柳绾看着女儿眼底的自责,反倒笑了,她拍了拍傅窈的手,温声安慰道。
“傻窈窈,母亲明白的。”
“只要能跟你在一起,去哪里,母亲都愿意。”
傅窈心中一块大石终于落地,她决定,在离开京城之前,便带着母亲暂时留在谢池府中。
柳绾到底是在意那些繁文缛节,听闻此言,面露担忧。“这……到底不合规矩,怕是会影响你的名声。”
傅窈却十分坚持。
侯府是龙潭虎穴,她绝不会再让母亲踏足半步。
见女儿态度坚决,柳绾也不再多言,一切都由着她安排了。
傍晚时分,傅窈便扶着柳绾,登上了谢池派来的马车,一路朝着锦衣卫指挥使的府邸行去。
两人刚在客院安顿下来,还没来得及收拾,看门的老王便匆匆来报。
“三小姐,府外有位姓沈的公子,说是您的兄长,想要见您。”
沈修竹?
傅窈眼底闪过一丝厌恶,她现在一点也不想看见侯府的任何人。
“打发了吧,就说我睡下了。”
老王面露为难。“可是……那位沈公子说有要事,还让小的将这封信交给您。
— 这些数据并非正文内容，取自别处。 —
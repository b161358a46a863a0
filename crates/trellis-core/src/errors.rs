//! Error types for the Trellis engine.
//!
//! The layout algorithms themselves never fail; malformed input is clamped.
//! These errors belong to the container layer and to configuration.

use crate::types::ElementId;
use thiserror::Error;

/// Top-level error type for the Trellis engine.
#[derive(Debug, Error)]
pub enum TrellisError {
    #[error(transparent)]
    Tree(#[from] TreeError),

    #[error(transparent)]
    Options(#[from] OptionsError),
}

/// Errors from element tree operations.
#[derive(Debug, Error, PartialEq, Eq)]
pub enum TreeError {
    #[error("Unknown element: {id}")]
    UnknownElement { id: ElementId },

    #[error("The root element cannot be removed")]
    RootRemoval,
}

/// Errors from validating or loading layout options.
#[derive(Debug, Error)]
pub enum OptionsError {
    #[error("Invalid DPI scale {scale}: must be finite and greater than zero")]
    InvalidScale { scale: f64 },

    #[error("Invalid viewport {width}x{height}: must be finite and non-negative")]
    InvalidViewport { width: f64, height: f64 },

    #[cfg(feature = "serde")]
    #[error("Failed to parse layout options: {0}")]
    Parse(#[from] serde_json::Error),
}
”
他说着,从怀里掏出一封信,递了过去。
傅窈本不想接,可眼角的余光,却瞥见了信封上“柳姨娘痊愈之法”几个字。
她心中冷笑,面上却不动声色地接过了信。
用母亲的病来当诱饵,沈修竹还真是无所不用其极。
她倒要看看,他究竟想耍什么花招。
傅窈压下心头烦恶,还是去了前院。
沈修竹一见到她,立刻便摆出一副欣喜万分的模样,快步迎了上来。
“三妹妹,你没事真是太好了!我听闻你和柳姨娘在宫中出了事,担心了一整晚。”
“只是你一个未出阁的姑娘,带着柳姨娘住在这谢指挥使府中,恐怕多有不妥,还是随我回府吧。”
看着他这副道貌岸然的样子,傅窈只觉得一阵反胃。
“兄长有这个闲心,还是多去照顾照顾大嫂,和侯府的夫人二哥吧。”
沈修竹脸上的笑意一僵。
他没想到傅窈竟如此不给他面子,还想用长兄的身份来压她。
“长兄如父,你也是侯府的小姐,怎能如此任性?”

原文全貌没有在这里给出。